16 janvier 2025Résumé IA
DécisionPlein contentieuxPARTIEL

N° TA35-2302839(TA35-2302839)

Le Tribunal Administratif de Rennes a rejeté la requête de M. B, qui contestait le refus du président du conseil départemental des Côtes-d'Armor de lui délivrer une carte "mobilité inclusion" portant la mention "stationnement pour personnes handicapées". Le tribunal a jugé que M. B, dont le handicap affecte principalement les membres supérieurs, ne remplissait pas les conditions légales et réglementaires, notamment celles de l'article L. 241-3 du code de l'action sociale et des familles et de l'arrêté du 3 janvier 2017, qui exigent une réduction importante et durable de la capacité de déplacement à pied. La solution retenue est le rejet de la demande d'annulation de la décision du 4 octobre 2022.

15 janvier 2025Résumé IA
OrdonnanceExcès de pouvoirANNULE

N° TA35-2407242(TA35-2407242)

Le Tribunal Administratif de Rennes a constaté le désistement d'office de M. B, qui contestait un arrêté préfectoral l'obligeant à quitter le territoire français.

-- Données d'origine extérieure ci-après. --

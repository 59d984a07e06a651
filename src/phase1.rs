//! Create phase.
//!
//! Kinds are inserted parents first. Each record is shaped for the target,
//! its in-scope lookups substituted, and its record type resolved (or
//! bypassed for Opportunity). Successful rows are written to the identifier
//! map here and nowhere else.

use std::collections::{BTreeMap, BTreeSet};
use std::sync::OnceLock;

use regex::Regex;
use serde_json::Value;

use crate::audit::LedgerEntry;
use crate::dummy::{PendingRewrite, ReferenceSubstituter, Substitution};
use crate::error::MigrationError;
use crate::id_map::IdentifierMap;
use crate::migration::RunContext;
use crate::record_types::TypeCodeResolution;
use crate::transform::RecordTransformer;
use crate::types::{IssueReason, RecordKind, Row, RowIssue, SourceRecord};

const TYPE_CODE_FIELD: &str = "RecordTypeId";

fn duplicate_id_re() -> &'static Regex {
    static DUPLICATE_ID_RE: OnceLock<Regex> = OnceLock::new();
    DUPLICATE_ID_RE.get_or_init(|| {
        Regex::new(r"(?i)duplicate value found.*?record with id:\s*([A-Za-z0-9]{15,18})")
            .expect("duplicate id regex should compile")
    })
}

/// Id of the existing record a create error says this row duplicates.
pub fn duplicate_of(error: &str) -> Option<String> {
    duplicate_id_re()
        .captures(error)
        .and_then(|c| c.get(1))
        .map(|m| m.as_str().to_string())
}

#[derive(Debug, Clone, Default)]
pub struct Phase1Report {
    pub created: BTreeMap<RecordKind, usize>,
    pub reused: BTreeMap<RecordKind, usize>,
    pub skipped: BTreeMap<RecordKind, usize>,
    /// Kinds whose every batch reported a final status.
    pub completed: Vec<RecordKind>,
    pub rewrites: Vec<PendingRewrite>,
    pub issues: Vec<RowIssue>,
    /// Records that existed in the target before this run.
    pub reused_ids: BTreeSet<(RecordKind, String)>,
    pub ledger: BTreeMap<RecordKind, Vec<LedgerEntry>>,
}

impl Phase1Report {
    fn skip(&mut self, kind: RecordKind, issue: RowIssue) {
        *self.skipped.entry(kind).or_default() += 1;
        self.issues.push(issue);
    }

    fn reuse(&mut self, kind: RecordKind, source_id: &str) {
        *self.reused.entry(kind).or_default() += 1;
        self.reused_ids.insert((kind, source_id.to_string()));
    }

    pub fn created(&self, kind: RecordKind) -> usize {
        self.created.get(&kind).copied().unwrap_or(0)
    }
}

struct PendingRow<'r> {
    record: &'r SourceRecord,
    rewrites: Vec<PendingRewrite>,
}

/// Insert every kind in creation order.
///
/// `retained` holds ledger entries for target records the deletion guard
/// kept; they are mapped without being created again. On a batch failure the
/// report keeps everything applied so far and the error is returned.
pub async fn run_phase1(
    ctx: &RunContext<'_>,
    ids: &mut IdentifierMap,
    retained: &BTreeMap<RecordKind, Vec<LedgerEntry>>,
    report: &mut Phase1Report,
) -> Result<(), MigrationError> {
    let transformer = RecordTransformer::new(ctx.schema, ctx.directory, ctx.config);
    let substituter = ReferenceSubstituter::new(
        ctx.graph,
        ctx.schema,
        ctx.placeholders,
        ctx.config.defer_optional_references,
    );

    for kind in RecordKind::CREATION_ORDER {
        let records = ctx.graph.records(kind);
        if records.is_empty() {
            report.completed.push(kind);
            continue;
        }

        for entry in retained.get(&kind).into_iter().flatten() {
            if ctx.graph.contains(kind, &entry.source_id) && !ids.contains(kind, &entry.source_id) {
                ids.insert(kind, &entry.source_id, &entry.target_id)?;
                report.reuse(kind, &entry.source_id);
                report.ledger.entry(kind).or_default().push(entry.clone());
                log::info!("{} {} kept in target as {}", kind, entry.source_id, entry.target_id);
            }
        }

        let mut pending = Vec::new();
        let mut rows: Vec<Row> = Vec::new();
        for record in records.iter().filter(|r| !ids.contains(kind, &r.id)) {
            let prepared = transformer.prepare(record)?;
            report.issues.extend(prepared.issues);
            let mut payload = prepared.payload;

            let rewrites = match substituter.substitute(record, &mut payload, ids)? {
                Substitution::Ready { rewrites } => rewrites,
                Substitution::Skip(issue) => {
                    report.skip(kind, issue);
                    continue;
                }
            };
            if let Some(issue) = apply_type_code(ctx, record, &mut payload)? {
                report.issues.push(issue);
            }
            pending.push(PendingRow { record, rewrites });
            rows.push(payload);
        }

        log::info!("Creating {} {}", rows.len(), kind.plural());
        let dispatched = ctx.dispatcher.create(kind, rows.clone()).await;

        let mut outcomes = dispatched.outcomes;
        outcomes.sort_by_key(|o| o.row_index);
        for outcome in outcomes {
            let (Some(row), Some(payload)) = (pending.get_mut(outcome.row_index), rows.get(outcome.row_index)) else {
                continue;
            };
            let source_id = row.record.id.as_str();
            match outcome.result {
                Ok(target_id) => {
                    ids.insert(kind, source_id, &target_id)?;
                    *report.created.entry(kind).or_default() += 1;
                    report.rewrites.append(&mut row.rewrites);
                    report.ledger.entry(kind).or_default().push(LedgerEntry {
                        source_id: source_id.to_string(),
                        target_id,
                        record_data: Value::Object(payload.clone()).to_string(),
                    });
                }
                Err(error) => match duplicate_of(&error) {
                    Some(existing) => {
                        log::warn!("{} {} duplicates {}; reusing it", kind, source_id, existing);
                        ids.insert(kind, source_id, &existing)?;
                        report.reuse(kind, source_id);
                    }
                    None => {
                        let issue = RowIssue::new(kind, IssueReason::Rejected, error)
                            .record(source_id)
                            .logged();
                        report.skip(kind, issue);
                    }
                },
            }
        }

        if let Some(failure) = dispatched.failure {
            return Err(failure.into());
        }
        log::info!(
            "{}: {} created, {} reused, {} skipped",
            kind,
            report.created(kind),
            report.reused.get(&kind).copied().unwrap_or(0),
            report.skipped.get(&kind).copied().unwrap_or(0)
        );
        report.completed.push(kind);
    }
    Ok(())
}

/// Set the create-time record type. Opportunity gets the bypass value (or
/// none); every other kind gets its resolved value.
fn apply_type_code(
    ctx: &RunContext<'_>,
    record: &SourceRecord,
    payload: &mut Row,
) -> Result<Option<RowIssue>, MigrationError> {
    let writable = ctx
        .schema
        .target(record.kind)?
        .get(TYPE_CODE_FIELD)
        .is_some_and(|f| f.createable);
    if !writable {
        return Ok(None);
    }

    if record.kind == RecordKind::Opportunity {
        match ctx.config.opportunity_bypass_record_type_id.as_deref() {
            Some(bypass) => {
                payload.insert(TYPE_CODE_FIELD.to_string(), Value::String(bypass.to_string()));
            }
            None => {
                payload.remove(TYPE_CODE_FIELD);
            }
        }
        return Ok(None);
    }

    let Some(source_type) = record.str_field(TYPE_CODE_FIELD) else {
        return Ok(None);
    };
    match ctx.type_codes.resolve(record.kind, source_type) {
        TypeCodeResolution::Resolved(target_type) => {
            payload.insert(TYPE_CODE_FIELD.to_string(), Value::String(target_type));
            Ok(None)
        }
        TypeCodeResolution::Missing { developer_name } => {
            payload.remove(TYPE_CODE_FIELD);
            Ok(Some(
                RowIssue::new(
                    record.kind,
                    IssueReason::MissingTypeCode,
                    format!("record type {} does not exist in target", developer_name),
                )
                .record(record.id.clone())
                .field(TYPE_CODE_FIELD)
                .logged(),
            ))
        }
        TypeCodeResolution::Unknown => {
            payload.remove(TYPE_CODE_FIELD);
            log::debug!("{} {}: unknown record type {}", record.kind, record.id, source_type);
            Ok(None)
        }
    }
}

Le requérant avait indiqué son intention de produire un mémoire complémentaire, mais ne l'a pas fait dans le délai de quinze jours imparti par l'article R. 911-6 du code de l'entrée et du séjour des étrangers et du droit d'asile. En application de cet article, il est réputé s'être désisté. L'ordonnance donne acte de ce désistement.

15 janvier 2025Résumé IA
OrdonnanceExcès de pouvoirREJETE

N° TA35-2406757(TA35-2406757)

Le Tribunal Administratif de Rennes a été saisi d’un recours en excès de pouvoir contre un arrêté préfectoral du 30 août 2024 déclarant cessible un immeuble à Saint-Brieuc. Après le rejet de leur demande de suspension par le juge des référés, les requérants n’ont pas confirmé le maintien de leur requête dans le délai d’un mois prévu par l’article R. 612-5-2 du code de justice administrative. En application de ces dispositions, ils sont réputés s’être désistés, et le tribunal donne acte de ce désistement. Les conclusions de la société bénéficiaire de la cession au titre des frais de justice sont rejetées.